There is considerable difference of opinion as to whether the bead of the comet is solid matter or inflammable gas.
“There is nearly always a point of superior brilliancy perceptible in the comet’s head, which is termed its nucleus, and it is necessarily a matter of pressing interest to determine what this bright nucleus is; whether it is really a kernel of hard, solid substance, or merely a whiff of somewhat more condensed vapor. Newton, from the first, maintained that the comet is made partly of solid substance, and partly of an investment of thin, elastic vapors. If this is the case, it is manifest that the central nodule of dense substance should be capable of intercepting light when it passes in front of a more distant luminary, such as a fixed star. Comets, on this account, have been watched very narrowly whenever they have been making such a passage. On August 18, 1774, the astronomer Messier believed that he saw a second bright star burst into sight from behind the nucleus of a comet which had concealed it the instant before. Another observer, Wartmann, in the year 1828, noticed that the light of an eighth-magnitude star was temporarily quenched as the nucleus of Encke’s comet passed over it."[2]
Others, again, have held that stars have been seen through the comet’s nucleus.
[1. “Edinburgh Review,” October, 1874, p. 207.
2. Ibid., p. 206.]
{p. 68}
Amédée Guillemin says:
“Comets have been observed whose heads, instead of being nebulous, have presented the appearance of stars, with which, indeed, they have been confounded."[1]

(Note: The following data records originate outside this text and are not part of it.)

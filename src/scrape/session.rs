//! The one long-lived browser page and its sign-in state.

use std::sync::Arc;
use std::time::Duration;

use serde::{Deserialize, Serialize};
use tokio_util::sync::CancellationToken;

use super::{check, pause};
use crate::browser::{BrowserLauncher, LaunchOptions, PageDriver};
use crate::credentials::Credentials;
use crate::duration::{deserialize_duration, serialize_duration};
use crate::error::{ScrapeError, ScrapeResult};
use crate::events::{EventSink, ServerEvent};

pub const SIGNIN_URL: &str = "https://playboard.co/account/signin";
pub const CONSENT_BUTTON_SELECTOR: &str = r#"button[aria-label="동의"]"#;
pub const EMAIL_INPUT_SELECTOR: &str = r#"input[name="email"]"#;
pub const PASSWORD_INPUT_SELECTOR: &str = r#"input[name="password"]"#;
pub const SUBMIT_BUTTON_SELECTOR: &str = r#"button[type="submit"]"#;

const REDIRECT_POLL: Duration = Duration::from_millis(250);

/// Upper bounds for browser waits.
#[derive(Debug, Clone, PartialEq, Eq, Serialize, Deserialize)]
#[serde(default)]
pub struct Timeouts {
    /// Page loads, including the post-login redirect.
    #[serde(
        deserialize_with = "deserialize_duration",
        serialize_with = "serialize_duration"
    )]
    pub navigation: Duration,

    /// Form fields on the sign-in page.
    #[serde(
        deserialize_with = "deserialize_duration",
        serialize_with = "serialize_duration"
    )]
    pub selector: Duration,

    /// First chart row after opening the listing.
    #[serde(
        deserialize_with = "deserialize_duration",
        serialize_with = "serialize_duration"
    )]
    pub first_row: Duration,
}

impl Default for Timeouts {
    fn default() -> Self {
        Self {
            navigation: Duration::from_secs(60),
            selector: Duration::from_secs(10),
            first_row: Duration::from_secs(60),
        }
    }
}

/// Owns the browser across runs.
///
/// The page is created lazily on the first run and closed only by
/// [`SessionManager::shutdown`]. Callers serialize access through the run
/// controller's mutex.
pub struct SessionManager {
    launcher: Arc<dyn BrowserLauncher>,
    options: LaunchOptions,
    timeouts: Timeouts,
    page: Option<Arc<dyn PageDriver>>,
    authenticated: bool,
}

impl SessionManager {
    pub fn new(
        launcher: Arc<dyn BrowserLauncher>,
        options: LaunchOptions,
        timeouts: Timeouts,
    ) -> Self {
        Self {
            launcher,
            options,
            timeouts,
            page: None,
            authenticated: false,
        }
    }

    pub fn is_active(&self) -> bool {
        self.page.is_some()
    }

    pub fn is_authenticated(&self) -> bool {
        self.authenticated
    }

    /// Return the live page, launching the browser if there is none.
    ///
    /// `show_browser` only matters for that first launch.
    pub async fn ensure_session(
        &mut self,
        show_browser: Option<bool>,
    ) -> ScrapeResult<Arc<dyn PageDriver>> {
        if let Some(page) = &self.page {
            return Ok(Arc::clone(page));
        }

        let mut options = self.options.clone();
        if let Some(show) = show_browser {
            options.headless = !show;
        }

        tracing::info!(headless = options.headless, "launching browser session");
        let page = self.launcher.launch(&options).await?;
        self.page = Some(Arc::clone(&page));
        Ok(page)
    }

    /// Sign in once per session.
    ///
    /// Returns `Ok(true)` when the session is (or already was) signed in.
    /// A failed sign-in is reported as a warning and returns `Ok(false)` so
    /// the run can continue anonymously; only cancellation propagates.
    pub async fn ensure_authenticated(
        &mut self,
        page: &dyn PageDriver,
        credentials: &Credentials,
        token: &CancellationToken,
        sink: &dyn EventSink,
    ) -> ScrapeResult<bool> {
        if self.authenticated {
            return Ok(true);
        }

        match self.sign_in(page, credentials, token, sink).await {
            Ok(()) => {
                self.authenticated = true;
                tracing::info!(email = credentials.email(), "signed in");
                sink.emit(ServerEvent::success("Signed in."));
                Ok(true)
            }
            Err(ScrapeError::Cancelled) => Err(ScrapeError::Cancelled),
            Err(err) => {
                let err = match err {
                    ScrapeError::AuthFailure(_) => err,
                    other => ScrapeError::AuthFailure(other.to_string()),
                };
                tracing::warn!(error = %err, "sign-in failed, continuing without login");
                sink.emit(ServerEvent::warning(format!(
                    "Sign-in failed, continuing without login: {err}"
                )));
                Ok(false)
            }
        }
    }

    async fn sign_in(
        &self,
        page: &dyn PageDriver,
        credentials: &Credentials,
        token: &CancellationToken,
        sink: &dyn EventSink,
    ) -> ScrapeResult<()> {
        let timeouts = &self.timeouts;

        sink.emit(ServerEvent::info("Opening the sign-in page..."));
        page.goto(SIGNIN_URL, timeouts.navigation).await?;
        check(token)?;

        match page.click_if_present(CONSENT_BUTTON_SELECTOR).await {
            Ok(true) => tracing::debug!("dismissed consent overlay"),
            Ok(false) => {}
            Err(err) => tracing::debug!(error = %err, "consent overlay click failed"),
        }
        check(token)?;

        sink.emit(ServerEvent::info("Entering credentials..."));
        page.fill(EMAIL_INPUT_SELECTOR, credentials.email(), timeouts.selector).await?;
        check(token)?;
        page.fill(PASSWORD_INPUT_SELECTOR, credentials.expose_password(), timeouts.selector).await?;
        check(token)?;

        page.click(SUBMIT_BUTTON_SELECTOR).await?;
        self.wait_for_redirect(page, token).await
    }

    /// A successful sign-in redirects away from the form; a rejected one
    /// re-renders it in place.
    async fn wait_for_redirect(
        &self,
        page: &dyn PageDriver,
        token: &CancellationToken,
    ) -> ScrapeResult<()> {
        let timeout = self.timeouts.navigation;
        let start = tokio::time::Instant::now();

        loop {
            pause(token, REDIRECT_POLL).await?;

            let url = page.current_url().await?;
            if !url.is_empty() && !url.starts_with(SIGNIN_URL) {
                tracing::debug!(%url, "left the sign-in page");
                return Ok(());
            }

            if start.elapsed() > timeout {
                return Err(ScrapeError::timeout("redirect away from the sign-in page", timeout));
            }
        }
    }

    /// Close the browser and forget the sign-in. Safe to call repeatedly.
    pub async fn shutdown(&mut self) {
        self.authenticated = false;
        let Some(page) = self.page.take() else {
            return;
        };
        match page.close().await {
            Ok(()) => tracing::info!("browser session closed"),
            Err(err) => tracing::warn!(error = %err, "failed to close browser cleanly"),
        }
    }
}
use serde::Deserialize;

use crate::credentials::Credentials;
use crate::error::ScrapeError;

/// Base of every chart listing URL.
pub const CHART_BASE_URL: &str = "https://playboard.co/chart";

#[derive(Debug, thiserror::Error, PartialEq, Eq)]
#[error("Invalid {field} {value:?}: chart parameters must be lowercase letters, digits or '-'")]
pub struct SlugError {
    field: &'static str,
    value: String,
}

/// Which chart to scrape. Each part becomes a URL path fragment, so all three
/// are restricted to URL-safe slugs.
#[derive(Debug, Clone, PartialEq, Eq)]
pub struct ChartQuery {
    content_category: String,
    region: String,
    period: String,
}

impl ChartQuery {
    pub fn new(
        content_category: impl Into<String>,
        region: impl Into<String>,
        period: impl Into<String>,
    ) -> Result<Self, SlugError> {
        Ok(Self {
            content_category: checked_slug("content category", content_category.into())?,
            region: checked_slug("region", region.into())?,
            period: checked_slug("period", period.into())?,
        })
    }

    pub fn content_category(&self) -> &str {
        &self.content_category
    }

    pub fn region(&self) -> &str {
        &self.region
    }

    pub fn period(&self) -> &str {
        &self.period
    }

    /// Listing URL, e.g.
    /// `https://playboard.co/chart/short/most-viewed-all-videos-in-south-korea-daily`.
    pub fn url(&self) -> String {
        format!(
            "{CHART_BASE_URL}/{}/most-viewed-all-videos-in-{}-{}",
            self.content_category, self.region, self.period
        )
    }
}

fn checked_slug(field: &'static str, value: String) -> Result<String, SlugError> {
    let value = value.trim().to_string();
    let valid = !value.is_empty()
        && !value.starts_with('-')
        && !value.ends_with('-')
        && value
            .chars()
            .all(|c| c.is_ascii_lowercase() || c.is_ascii_digit() || c == '-');
    if valid {
        Ok(value)
    } else {
        Err(SlugError { field, value })
    }
}

#[derive(Debug, Clone)]
pub enum AuthMode {
    Anonymous,
    Authenticated(Credentials),
}

impl AuthMode {
    pub fn credentials(&self) -> Option<&Credentials> {
        match self {
            AuthMode::Anonymous => None,
            AuthMode::Authenticated(creds) => Some(creds),
        }
    }
}

/// A fully validated request for one extraction run.
#[derive(Debug, Clone)]
pub struct ExtractionRequest {
    pub chart: ChartQuery,
    pub target_count: u32,
    pub auth: AuthMode,
    /// Only honored when the browser is first launched.
    pub show_browser: Option<bool>,
}

impl ExtractionRequest {
    pub fn anonymous(chart: ChartQuery, target_count: u32) -> Self {
        Self {
            chart,
            target_count,
            auth: AuthMode::Anonymous,
            show_browser: None,
        }
    }

    pub fn with_credentials(mut self, credentials: Credentials) -> Self {
        self.auth = AuthMode::Authenticated(credentials);
        self
    }
}

/// Values used when the control panel leaves a field out.
#[derive(Debug, Clone)]
pub struct RequestDefaults {
    pub content_category: String,
    pub region: String,
    pub period: String,
    pub target_count: u32,
    pub max_target_count: u32,
    pub credentials: Option<Credentials>,
}

/// `startCrawling` payload as sent by the control panel.
#[derive(Default, Deserialize)]
#[serde(rename_all = "camelCase")]
pub struct StartRequest {
    #[serde(default)]
    pub mode: Option<String>,
    #[serde(default)]
    pub email: Option<String>,
    #[serde(default)]
    pub password: Option<String>,
    #[serde(default)]
    pub content_type: Option<String>,
    #[serde(default)]
    pub country: Option<String>,
    #[serde(default)]
    pub period: Option<String>,
    #[serde(default)]
    pub max_rank: Option<u32>,
    #[serde(default)]
    pub show_browser: Option<bool>,
}

impl StartRequest {
    /// Validate the payload and fill gaps from `defaults`.
    pub fn resolve(self, defaults: &RequestDefaults) -> Result<ExtractionRequest, ScrapeError> {
        let chart = ChartQuery::new(
            non_blank(self.content_type).unwrap_or_else(|| defaults.content_category.clone()),
            non_blank(self.country).unwrap_or_else(|| defaults.region.clone()),
            non_blank(self.period).unwrap_or_else(|| defaults.period.clone()),
        )
        .map_err(|e| ScrapeError::InvalidRequest(e.to_string()))?;

        let target_count = self.max_rank.unwrap_or(defaults.target_count);
        if target_count == 0 || target_count > defaults.max_target_count {
            return Err(ScrapeError::InvalidRequest(format!(
                "maxRank must be between 1 and {}, got {target_count}",
                defaults.max_target_count
            )));
        }

        let auth = match self.mode.as_deref() {
            None | Some("no-login") | Some("anonymous") => AuthMode::Anonymous,
            Some("login") => {
                let supplied = Credentials::new(
                    self.email.unwrap_or_default(),
                    self.password.unwrap_or_default(),
                );
                match supplied.or_else(|| defaults.credentials.clone()) {
                    Some(creds) => AuthMode::Authenticated(creds),
                    None => {
                        return Err(ScrapeError::InvalidRequest(
                            "login mode requires an email and password".to_string(),
                        ))
                    }
                }
            }
            Some(other) => {
                return Err(ScrapeError::InvalidRequest(format!(
                    "unknown mode {other:?}"
                )))
            }
        };

        Ok(ExtractionRequest {
            chart,
            target_count,
            auth,
            show_browser: self.show_browser,
        })
    }
}

fn non_blank(value: Option<String>) -> Option<String> {
    value.filter(|v| !v.trim().is_empty())
}
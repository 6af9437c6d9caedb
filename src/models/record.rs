use chrono::{DateTime, Utc};
use serde::{Deserialize, Serialize};

/// Movement of an entry relative to the previous chart period.
#[derive(Debug, Clone, Default, PartialEq, Eq, Serialize, Deserialize)]
#[serde(tag = "type", content = "value", rename_all = "lowercase")]
pub enum RankChange {
    New,
    Up(String),
    Down(String),
    Same,
    #[default]
    Unknown,
}

/// One normalized chart entry.
///
/// Labels (`views_label`, `published_label`, `subscriber_label`) are kept as
/// the site renders them; they are not parsed into numbers or dates.
#[derive(Debug, Clone, PartialEq, Serialize, Deserialize)]
#[serde(rename_all = "camelCase")]
pub struct Record {
    /// 1-based position in emission order.
    pub rank: u32,
    pub rank_change: RankChange,
    pub title: String,
    pub tags: Vec<String>,
    pub published_label: String,
    pub views_label: String,
    pub channel_name: String,
    pub subscriber_label: String,
    pub thumbnail_url: String,
    /// Canonical YouTube watch URL when the video id could be resolved.
    pub video_url: String,
    pub video_id: String,
    pub channel_url: String,
    pub channel_id: String,
    pub channel_thumbnail_url: String,
    pub captured_at: DateTime<Utc>,
}
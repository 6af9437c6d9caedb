//! Browser abstraction used by the scraper.
//!
//! [`PageDriver`] is the thin adapter over one live page: everything the
//! session manager, scroll driver and run controller need, and nothing more.
//! [`BrowserLauncher`] creates one. The real implementation lives in
//! [`chromium`]; tests script a fake.

#[cfg(feature = "chromium")]
pub mod chromium;
pub mod snapshot;

use std::collections::BTreeSet;
use std::path::PathBuf;
use std::sync::Arc;
use std::time::Duration;

use async_trait::async_trait;

use crate::error::ScrapeResult;
pub use snapshot::{ChannelSnapshot, ImageSnapshot, ItemSnapshot, RankSnapshot, CHART_ROW_SELECTOR};

/// Desktop Chrome identity presented to the site.
pub const DEFAULT_USER_AGENT: &str = concat!(
    "Mozilla/5.0 (Windows NT 10.0; Win64; x64) ",
    "AppleWebKit/537.36 (KHTML, like Gecko) ",
    "Chrome/124.0.0.0 Safari/537.36"
);

/// One live browser page.
///
/// Implementations must not be used concurrently for navigation; the run
/// controller guarantees a single caller at a time.
#[async_trait]
pub trait PageDriver: Send + Sync {
    /// Navigate and wait for the load to finish, bounded by `timeout`.
    async fn goto(&self, url: &str, timeout: Duration) -> ScrapeResult<()>;

    /// Wait until at least one element matches `selector`.
    async fn wait_for_selector(&self, selector: &str, timeout: Duration) -> ScrapeResult<()>;

    /// Number of elements currently matching `selector`.
    async fn count(&self, selector: &str) -> ScrapeResult<usize>;

    /// Scroll through `steps` intermediate positions, then to the bottom.
    async fn scroll_through(&self, steps: u32) -> ScrapeResult<()>;

    /// Scroll up by `offset_px`, then back to the bottom.
    async fn nudge(&self, offset_px: u32) -> ScrapeResult<()>;

    /// Snapshot the first `limit` elements matching `selector`, in DOM order.
    async fn snapshot(&self, selector: &str, limit: usize) -> ScrapeResult<Vec<ItemSnapshot>>;

    /// Click `selector` if it exists. Returns whether a click happened.
    async fn click_if_present(&self, selector: &str) -> ScrapeResult<bool>;

    /// Wait for `selector`, focus it and type `text`.
    async fn fill(&self, selector: &str, text: &str, timeout: Duration) -> ScrapeResult<()>;

    /// Click `selector`, failing if it does not exist.
    async fn click(&self, selector: &str) -> ScrapeResult<()>;

    /// URL of the main frame, empty while none is committed.
    async fn current_url(&self) -> ScrapeResult<String>;

    /// Close the underlying browser.
    async fn close(&self) -> ScrapeResult<()>;
}

/// Starts a browser and hands back its page.
#[async_trait]
pub trait BrowserLauncher: Send + Sync {
    async fn launch(&self, options: &LaunchOptions) -> ScrapeResult<Arc<dyn PageDriver>>;
}

/// Which resource types the page may load.
///
/// Every request passes through this gate. The default allows everything;
/// names are CDP resource types (`Document`, `Script`, `Stylesheet`, `Image`,
/// `Font`, `XHR`, `Fetch`, `Media`, ...) compared case-insensitively.
#[derive(Debug, Clone, Default, PartialEq, Eq)]
pub struct RequestPolicy {
    blocked: BTreeSet<String>,
}

impl RequestPolicy {
    pub fn allow_all() -> Self {
        Self::default()
    }

    pub fn blocking<I, S>(types: I) -> Self
    where
        I: IntoIterator<Item = S>,
        S: AsRef<str>,
    {
        Self {
            blocked: types
                .into_iter()
                .map(|t| t.as_ref().trim().to_ascii_lowercase())
                .filter(|t| !t.is_empty())
                .collect(),
        }
    }

    pub fn allows(&self, resource_type: &str) -> bool {
        !self.blocked.contains(&resource_type.to_ascii_lowercase())
    }

    pub fn is_allow_all(&self) -> bool {
        self.blocked.is_empty()
    }
}

#[derive(Debug, Clone)]
pub struct LaunchOptions {
    pub headless: bool,
    pub user_agent: String,
    pub window_width: u32,
    pub window_height: u32,
    /// Explicit browser binary; discovered on the system when unset.
    pub chrome_executable: Option<PathBuf>,
    pub request_policy: RequestPolicy,
}

impl Default for LaunchOptions {
    fn default() -> Self {
        Self {
            headless: true,
            user_agent: DEFAULT_USER_AGENT.to_string(),
            window_width: 1024,
            window_height: 768,
            chrome_executable: None,
            request_policy: RequestPolicy::allow_all(),
        }
    }
}
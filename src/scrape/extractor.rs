//! Snapshot → [`Record`] mapping.
//!
//! Each field has its own resolver that degrades to an empty value when the
//! markup is missing, so a malformed row can only ever cost itself.

use std::sync::LazyLock;

use chrono::{DateTime, Utc};
use regex::Regex;
use url::Url;

use crate::browser::{ChannelSnapshot, ImageSnapshot, ItemSnapshot, RankSnapshot};
use crate::clock::Clock;
use crate::models::{RankChange, Record};

/// Hosts serving YouTube video thumbnails.
pub const THUMBNAIL_CDN_HOSTS: &[&str] = &["img.youtube.com", "i.ytimg.com"];

const YOUTUBE_WATCH_URL: &str = "https://www.youtube.com/watch?v=";
const YOUTUBE_CHANNEL_URL: &str = "https://www.youtube.com/channel/";

static CSS_URL_RE: LazyLock<Regex> =
    LazyLock::new(|| Regex::new(r#"(?i)url\(\s*['"]?(.*?)['"]?\s*\)"#).expect("valid regex"));
static VIDEO_ID_RE: LazyLock<Regex> =
    LazyLock::new(|| Regex::new(r"/video/([^?/#]+)").expect("valid regex"));
static CHANNEL_ID_RE: LazyLock<Regex> =
    LazyLock::new(|| Regex::new(r"/channel/([^?/#]+)").expect("valid regex"));

/// Why a row was dropped.
#[derive(Debug, Clone, Copy, PartialEq, Eq, thiserror::Error)]
pub enum Discard {
    #[error("row has no title")]
    MissingTitle,
    #[error("row has no video link")]
    MissingVideoUrl,
}

/// Map one row snapshot to a record, or say why it is unusable.
pub fn extract_record(
    item: &ItemSnapshot,
    rank: u32,
    captured_at: DateTime<Utc>,
) -> Result<Record, Discard> {
    let title = clean(item.title_text.as_deref());
    if title.is_empty() {
        return Err(Discard::MissingTitle);
    }

    let (video_url, video_id) = resolve_video(item.title_href.as_deref());
    if video_url.is_empty() {
        return Err(Discard::MissingVideoUrl);
    }

    let channel = item.channel.as_ref();
    let (channel_url, channel_id) = resolve_channel(channel.and_then(|c| c.href.as_deref()));

    Ok(Record {
        rank,
        rank_change: resolve_rank_change(item.rank.as_ref()),
        title,
        tags: item
            .tags
            .iter()
            .map(|t| t.trim().to_string())
            .filter(|t| !t.is_empty())
            .collect(),
        published_label: clean(item.date_text.as_deref()),
        views_label: clean(item.views_text.as_deref()),
        channel_name: clean(channel.and_then(|c| c.name.as_deref())),
        subscriber_label: clean(channel.and_then(|c| c.subscribers.as_deref())),
        thumbnail_url: item
            .thumbnail
            .as_ref()
            .and_then(resolve_thumbnail)
            .unwrap_or_default(),
        video_url,
        video_id,
        channel_url,
        channel_id,
        channel_thumbnail_url: channel
            .and_then(resolve_channel_thumbnail)
            .unwrap_or_default(),
        captured_at,
    })
}

/// Result of extracting a whole page.
#[derive(Debug, Clone, Default)]
pub struct ExtractedBatch {
    pub records: Vec<Record>,
    pub discarded: usize,
}

/// Extract up to `limit` valid records from `items`, in order.
///
/// Ranks are handed out only to rows that survive, so they always run
/// 1, 2, 3, ... with no holes left by discarded rows.
pub fn extract_batch(items: &[ItemSnapshot], limit: usize, clock: &dyn Clock) -> ExtractedBatch {
    let captured_at = clock.now();
    let mut batch = ExtractedBatch::default();

    for (position, item) in items.iter().enumerate() {
        if batch.records.len() >= limit {
            break;
        }
        let rank = batch.records.len() as u32 + 1;
        match extract_record(item, rank, captured_at) {
            Ok(record) => batch.records.push(record),
            Err(reason) => {
                tracing::debug!(position, %reason, "discarding chart row");
                batch.discarded += 1;
            }
        }
    }

    batch
}

fn clean(text: Option<&str>) -> String {
    text.map(str::trim).unwrap_or_default().to_string()
}

fn non_empty(value: Option<&str>) -> Option<&str> {
    value.map(str::trim).filter(|v| !v.is_empty())
}

/// "NEW" beats any fluctuation marker; unrecognized markup is `Unknown`.
pub fn resolve_rank_change(rank: Option<&RankSnapshot>) -> RankChange {
    let Some(rank) = rank else {
        return RankChange::Unknown;
    };

    if rank
        .new_text
        .as_deref()
        .is_some_and(|t| t.to_ascii_uppercase().contains("NEW"))
    {
        return RankChange::New;
    }

    let Some(classes) = rank.fluc_classes.as_ref() else {
        return RankChange::Unknown;
    };
    let has = |name: &str| classes.iter().any(|c| c == name);
    let magnitude = || clean(rank.fluc_num.as_deref());

    if has("up") {
        RankChange::Up(magnitude())
    } else if has("down") {
        RankChange::Down(magnitude())
    } else if has("same") {
        RankChange::Same
    } else {
        RankChange::Unknown
    }
}

/// `<img src>`, then inline `background-image`, then `data-background-image`.
pub fn resolve_thumbnail(image: &ImageSnapshot) -> Option<String> {
    let from_src = if image.tag.eq_ignore_ascii_case("img") {
        non_empty(image.src.as_deref()).map(str::to_string)
    } else {
        None
    };

    from_src
        .or_else(|| image.background_image.as_deref().and_then(unwrap_css_url))
        .or_else(|| non_empty(image.data_background_image.as_deref()).map(str::to_string))
        .map(|url| normalize_thumbnail_url(&url))
}

/// Channel avatar: `img src`, then the profile container's image, then its
/// background style.
pub fn resolve_channel_thumbnail(channel: &ChannelSnapshot) -> Option<String> {
    if let Some(src) = non_empty(channel.img_src.as_deref()) {
        return Some(src.to_string());
    }
    let profile = channel.profile_image.as_ref()?;
    non_empty(profile.src.as_deref())
        .map(str::to_string)
        .or_else(|| profile.background_image.as_deref().and_then(unwrap_css_url))
}

/// Extract the target of a CSS `url(...)` value, quoted or not.
pub fn unwrap_css_url(value: &str) -> Option<String> {
    let captured = CSS_URL_RE.captures(value)?.get(1)?.as_str().trim();
    (!captured.is_empty()).then(|| captured.to_string())
}

/// Force https and the high-quality variant for YouTube thumbnail CDN URLs.
/// Anything else is returned unchanged.
pub fn normalize_thumbnail_url(raw: &str) -> String {
    let candidate = if raw.starts_with("//") {
        format!("https:{raw}")
    } else {
        raw.to_string()
    };

    let Ok(mut url) = Url::parse(&candidate) else {
        return raw.to_string();
    };
    let on_cdn = url
        .host_str()
        .is_some_and(|host| THUMBNAIL_CDN_HOSTS.contains(&host));
    if !on_cdn {
        return raw.to_string();
    }

    if url.scheme() == "http" && url.set_scheme("https").is_err() {
        return raw.to_string();
    }

    let upgraded = url.path_segments().and_then(|segments| {
        let segments: Vec<&str> = segments.collect();
        let (last, dirs) = segments.split_last()?;
        let rest = last.strip_prefix("mqdefault")?;
        Some(
            dirs.iter()
                .map(|s| s.to_string())
                .chain(std::iter::once(format!("hqdefault{rest}")))
                .collect::<Vec<_>>()
                .join("/"),
        )
    });
    if let Some(path) = upgraded {
        url.set_path(&path);
    }

    url.to_string()
}

/// Turn a listing link into the canonical watch URL and video id.
///
/// Links without a `/video/{id}` segment are kept as-is with an empty id.
pub fn resolve_video(href: Option<&str>) -> (String, String) {
    let Some(href) = non_empty(href) else {
        return (String::new(), String::new());
    };
    match VIDEO_ID_RE.captures(href).and_then(|c| c.get(1)) {
        Some(id) => (
            format!("{YOUTUBE_WATCH_URL}{}", id.as_str()),
            id.as_str().to_string(),
        ),
        None => (href.to_string(), String::new()),
    }
}

/// Same as [`resolve_video`] for `/channel/{id}` links.
pub fn resolve_channel(href: Option<&str>) -> (String, String) {
    let Some(href) = non_empty(href) else {
        return (String::new(), String::new());
    };
    match CHANNEL_ID_RE.captures(href).and_then(|c| c.get(1)) {
        Some(id) => (
            format!("{YOUTUBE_CHANNEL_URL}{}", id.as_str()),
            id.as_str().to_string(),
        ),
        None => (href.to_string(), String::new()),
    }
}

When Sir William Herschel discovered the planet Urania, he thought it was a comet.
Mr. Richard A. Proctor says:
“The spectroscopic observations made by Mr. Huggins on the light of three comets show that a certain portion, at least, of the light of these objects is inherent. . . . The nucleus gave in each case three bands of light, indicating that the substances of the nuclei consisted of glowing vapor."[2]
In one case, the comet-head seemed, as in the case of the, comet examined by Padre Secchi, to consist of pure carbon.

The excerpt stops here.